Глубина подтекста с бесконечным разнообразием оттенков авторской мысли создает возможности различных трактовок драматических произведений в разное время. Стержень, или, говоря словами Станиславского, «костяк», пьесы — авторское отношение — остается тем же. Переносятся акценты. Отсюда неумирающий интерес к классике. О настоящих произведениях драматургического искусства никогда нельзя сказать «все», но всегда можно выразить через них вопросы времени, новый взгляд на человеческие отношения. Многозначность трактовок не произвол режиссера, она задана в самой пьесе в социальнопсихологическом и философском ее содержании. Она дает возможность соединить современный взгляд на изображаемое со взглядом автора. Видимо, поэтому в наше время пользуются большим успехом (хотя и вызывают споры) «очеловеченный», чуть «опрощенный» Чацкий Юрского, сведенный с риторических высот прежних постановок, мужественно готовящийся принести себя в жертву Гамлет Смоктуновского, переходящие от сомнения к надежде «Три сестры» Чехова (в постановке Ленинградского государственного академического театра драмы имени А. С. Пушкина).

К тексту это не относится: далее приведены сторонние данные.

//! Connected UDP transport.

use super::Transport;
use crate::error::{Error, Result};
use crate::util::bind_udp_socket;
use bytes::Bytes;
use std::net::{Ipv4Addr, Ipv6Addr, SocketAddr};
use std::sync::Arc;
use std::time::Duration;
use tokio::net::UdpSocket;

/// Largest datagram accepted.
const MAX_DATAGRAM: usize = 65_535;

/// UDP socket connected to one agent.
///
/// The socket is bound to an ephemeral port and connected, so the kernel
/// drops datagrams from any other source.
#[derive(Clone)]
pub struct UdpTransport {
    inner: Arc<UdpTransportInner>,
}

struct UdpTransportInner {
    socket: UdpSocket,
    target: SocketAddr,
    local_addr: SocketAddr,
}

impl UdpTransport {
    /// Bind an ephemeral local port and connect it to `target`.
    pub async fn connect(target: SocketAddr) -> Result<Self> {
        let bind_addr = if target.is_ipv6() {
            SocketAddr::from((Ipv6Addr::UNSPECIFIED, 0))
        } else {
            SocketAddr::from((Ipv4Addr::UNSPECIFIED, 0))
        };

        let io_err = |source| Error::Io {
            target: Some(target),
            source,
        };

        let socket = bind_udp_socket(bind_addr).map_err(io_err)?;
        socket.connect(target).await.map_err(io_err)?;
        let local_addr = socket.local_addr().map_err(io_err)?;

        tracing::debug!(
            snmp.target = %target,
            snmp.local_addr = %local_addr,
            "UDP transport connected"
        );

        Ok(Self {
            inner: Arc::new(UdpTransportInner {
                socket,
                target,
                local_addr,
            }),
        })
    }
}

impl Transport for UdpTransport {
    async fn send(&self, data: &[u8]) -> Result<()> {
        tracing::trace!(
            snmp.target = %self.inner.target,
            snmp.bytes = data.len(),
            "UDP send"
        );
        self.inner
            .socket
            .send(data)
            .await
            .map_err(|e| Error::Io {
                target: Some(self.inner.target),
                source: e,
            })?;
        Ok(())
    }

    async fn recv(&self, request_id: i32, timeout: Duration) -> Result<(Bytes, SocketAddr)> {
        tracing::trace!(
            snmp.target = %self.inner.target,
            snmp.request_id = request_id,
            snmp.timeout_ms = timeout.as_millis() as u64,
            "UDP recv waiting"
        );

        let mut buf = vec![0u8; MAX_DATAGRAM];
        match tokio::time::timeout(timeout, self.inner.socket.recv_from(&mut buf)).await {
            Ok(Ok((len, source))) => {
                tracing::trace!(
                    snmp.target = %self.inner.target,
                    snmp.source = %source,
                    snmp.bytes = len,
                    "UDP recv complete"
                );
                buf.truncate(len);
                Ok((Bytes::from(buf), source))
            }
            Ok(Err(e)) => Err(Error::Io {
                target: Some(self.inner.target),
                source: e,
            }),
            Err(_) => {
                tracing::trace!(
                    snmp.target = %self.inner.target,
                    snmp.request_id = request_id,
                    "UDP recv timeout"
                );
                Err(Error::Timeout {
                    target: Some(self.inner.target),
                    elapsed: timeout,
                    request_id,
                })
            }
        }
    }

    fn discard_pending(&self) -> usize {
        // A short read truncates; the rest of the datagram is dropped with it.
        let mut scratch = [0u8; 64];
        let mut dropped = 0;
        loop {
            match self.inner.socket.try_recv(&mut scratch) {
                Ok(_) => {
                    dropped += 1;
                    tracing::debug!(
                        snmp.target = %self.inner.target,
                        "discarding stale datagram"
                    );
                }
                Err(e) if e.kind() == std::io::ErrorKind::WouldBlock => return dropped,
                Err(e) => {
                    // An ICMP error left over from an earlier send; reading it clears it.
                    tracing::trace!(
                        snmp.target = %self.inner.target,
                        error = %e,
                        "stale socket error"
                    );
                    return dropped;
                }
            }
        }
    }

    fn peer_addr(&self) -> SocketAddr {
        self.inner.target
    }

    fn local_addr(&self) -> SocketAddr {
        self.inner.local_addr
    }
}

Недостаток хороших пьес на современную тему и появление интересных режиссерских работ на классическом репертуаре приводят иногда к суждениям, в которых умаляется значение текста в театральной постановке и переоценивается роль режиссера, умеющего из «посредственных» пьес сделать «хороший» спектакль. Заблуждение это становится очевидным, стоит только внимательно проанализировать хотя бы одно из классических произведений, пользующихся большим успехом у зрителей. Секрет «долговечности» сценической жизни пьесы в ней самой, а не только в позиции и мастерстве постановщика.

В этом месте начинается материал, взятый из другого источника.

//! Ordered result container for one exchange or one walk.

use crate::oid::Oid;
use crate::varbind::VarBind;
use std::ops::Index;

/// Bindings in wire order.
///
/// Read-only once built: the order is what the agent sent, and walks and
/// bulk paging depend on it.
#[derive(Debug, Clone, Default, PartialEq, Eq)]
pub struct VarBindList {
    varbinds: Vec<VarBind>,
}

impl VarBindList {
    pub fn new(varbinds: Vec<VarBind>) -> Self {
        Self { varbinds }
    }

    pub fn len(&self) -> usize {
        self.varbinds.len()
    }

    pub fn is_empty(&self) -> bool {
        self.varbinds.is_empty()
    }

    pub fn get(&self, index: usize) -> Option<&VarBind> {
        self.varbinds.get(index)
    }

    pub fn first(&self) -> Option<&VarBind> {
        self.varbinds.first()
    }

    pub fn last(&self) -> Option<&VarBind> {
        self.varbinds.last()
    }

    pub fn iter(&self) -> std::slice::Iter<'_, VarBind> {
        self.varbinds.iter()
    }

    pub fn as_slice(&self) -> &[VarBind] {
        &self.varbinds
    }

    /// OIDs in order.
    pub fn oids(&self) -> impl Iterator<Item = &Oid> {
        self.varbinds.iter().map(VarBind::oid)
    }

    /// First binding with exactly this OID.
    pub fn find(&self, oid: &Oid) -> Option<&VarBind> {
        self.varbinds.iter().find(|vb| vb.oid() == oid)
    }

    pub fn into_vec(self) -> Vec<VarBind> {
        self.varbinds
    }

    /// Group bindings by root OID.
    ///
    /// Groups appear in the order their root was first seen and each keeps
    /// its bindings in wire order. Bindings without a root form one group
    /// keyed by `None`.
    ///
    /// ```
    /// use typed_snmp::{oid, SnmpType, TypedValue, VarBind, VarBindList};
    ///
    /// let vb = |arcs: &[u32], root: &[u32]| {
    ///     VarBind::new(arcs.into(), TypedValue::new(SnmpType::Integer, "1"))
    ///         .with_root_oid(root.into())
    /// };
    /// let list: VarBindList = vec![
    ///     vb(&[1, 3, 6, 2, 1], &[1, 3, 6, 2]),
    ///     vb(&[1, 3, 6, 1, 1], &[1, 3, 6, 1]),
    ///     vb(&[1, 3, 6, 2, 2], &[1, 3, 6, 2]),
    /// ]
    /// .into_iter()
    /// .collect();
    ///
    /// let groups = list.group_by_root();
    /// assert_eq!(groups.len(), 2);
    /// assert_eq!(groups[0].0, Some(&oid!(1, 3, 6, 2)));
    /// assert_eq!(groups[0].1.len(), 2);
    /// ```
    pub fn group_by_root(&self) -> Vec<(Option<&Oid>, Vec<&VarBind>)> {
        let mut groups: Vec<(Option<&Oid>, Vec<&VarBind>)> = Vec::new();
        for vb in &self.varbinds {
            let root = vb.root_oid();
            match groups.iter_mut().find(|(key, _)| *key == root) {
                Some((_, members)) => members.push(vb),
                None => groups.push((root, vec![vb])),
            }
        }
        groups
    }
}

impl Index<usize> for VarBindList {
    type Output = VarBind;

    fn index(&self, index: usize) -> &VarBind {
        &self.varbinds[index]
    }
}

impl IntoIterator for VarBindList {
    type Item = VarBind;
    type IntoIter = std::vec::IntoIter<VarBind>;

    fn into_iter(self) -> Self::IntoIter {
        self.varbinds.into_iter()
    }
}

impl<'a> IntoIterator for &'a VarBindList {
    type Item = &'a VarBind;
    type IntoIter = std::slice::Iter<'a, VarBind>;

    fn into_iter(self) -> Self::IntoIter {
        self.varbinds.iter()
    }
}

impl FromIterator<VarBind> for VarBindList {
    fn from_iter<I: IntoIterator<Item = VarBind>>(iter: I) -> Self {
        Self {
            varbinds: iter.into_iter().collect(),
        }
    }
}

impl From<Vec<VarBind>> for VarBindList {
    fn from(varbinds: Vec<VarBind>) -> Self {
        Self { varbinds }
    }
}

#[cfg(test)]
mod tests {
    use super::*;
    use crate::oid;
    use crate::typed::{SnmpType, TypedValue};

    fn vb(oid: Oid, value: &str) -> VarBind {
        VarBind::new(oid, TypedValue::new(SnmpType::OctetStr, value))
    }

    fn sample() -> VarBindList {
        VarBindList::new(vec![
            vb(oid!(1, 3, 6, 1, 2, 1, 1, 1, 0), "descr"),
            vb(oid!(1, 3, 6, 1, 2, 1, 1, 5, 0), "name"),
            vb(oid!(1, 3, 6, 1, 2, 1, 1, 6, 0), "location"),
        ])
    }

    #[test]
    fn test_order_and_access() {
        let list = sample();
        assert_eq!(list.len(), 3);
        assert_eq!(list[1].value().raw(), "name");
        assert_eq!(list.first().unwrap().value().raw(), "descr");
        assert_eq!(list.last().unwrap().value().raw(), "location");
        assert!(list.get(3).is_none());

        let oids: Vec<String> = list.oids().map(|o| o.to_string()).collect();
        assert_eq!(
            oids,
            ["1.3.6.1.2.1.1.1.0", "1.3.6.1.2.1.1.5.0", "1.3.6.1.2.1.1.6.0"]
        );
    }

    #[test]
    fn test_find() {
        let list = sample();
        let found = list.find(&oid!(1, 3, 6, 1, 2, 1, 1, 5, 0)).unwrap();
        assert_eq!(found.value().raw(), "name");
        assert!(list.find(&oid!(1, 3, 6, 1, 2, 1, 1, 4, 0)).is_none());
    }

    #[test]
    fn test_group_by_root_without_roots() {
        let list = sample();
        let groups = list.group_by_root();
        assert_eq!(groups.len(), 1);
        assert_eq!(groups[0].0, None);
        assert_eq!(groups[0].1.len(), 3);
    }

    #[test]
    fn test_group_by_root_keeps_first_seen_order() {
        let a = oid!(1, 3, 6, 1, 2, 1, 2);
        let b = oid!(1, 3, 6, 1, 2, 1, 1);
        let list: VarBindList = vec![
            vb(a.child(1), "a1").with_root_oid(a.clone()),
            vb(b.child(1), "b1").with_root_oid(b.clone()),
            vb(a.child(2), "a2").with_root_oid(a.clone()),
        ]
        .into_iter()
        .collect();

        let groups = list.group_by_root();
        assert_eq!(groups.len(), 2);
        assert_eq!(groups[0].0, Some(&a));
        let values: Vec<&str> = groups[0].1.iter().map(|vb| vb.value().raw()).collect();
        assert_eq!(values, ["a1", "a2"]);
        assert_eq!(groups[1].0, Some(&b));
    }

    #[test]
    fn test_iterate_borrowed_and_owned() {
        let list = sample();
        let mut count = 0;
        for vb in &list {
            assert!(vb.oid().starts_with(&oid!(1, 3, 6, 1, 2, 1, 1)));
            count += 1;
        }
        assert_eq!(count, 3);
        assert_eq!(list.into_iter().count(), 3);
    }
}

Нам нужно научить студентов — будущих педагогов — видеть в драме прежде всего самостоятельное литературное произведение особого рода, а не либретто для театральной постановки. Студенты должны вынести из практических занятий умение анализировать пьесу, выявлять замысел автора, нравственный смысл ее. Тогда яснее представится им и роль режиссера и актера в сценическом воплощении пьесы.

Прежде чем приступить к текстовому анализу комедии «Лес», предлагаем студентам дома составить графический план ее, как это сделано у М. А. Рыбниковой с пьесой «Гроза»[344], и прочитать о творческом пути А. Н. Островского в книге Л. Лотман[345]. Глава «Поэтика русской реалистической драмы в ее историческом движении» из книги Г. М. Фридлендера «Поэтика русского реализма» покажет студентам драматургию Островского на широком фоне русской литературы XIX в. «Островский, в отличие от Гоголя, — пишет Г. М. Фридлендер, — не только обличитель, но и историк России своего времени. По его драмам можно изучать особенности каждого из десятилетий того периода русской истории, свидетельством которого он был, менявшиеся узловые проблемы общественной жизни, идейные и психологические веяния каждого десятилетия»[346].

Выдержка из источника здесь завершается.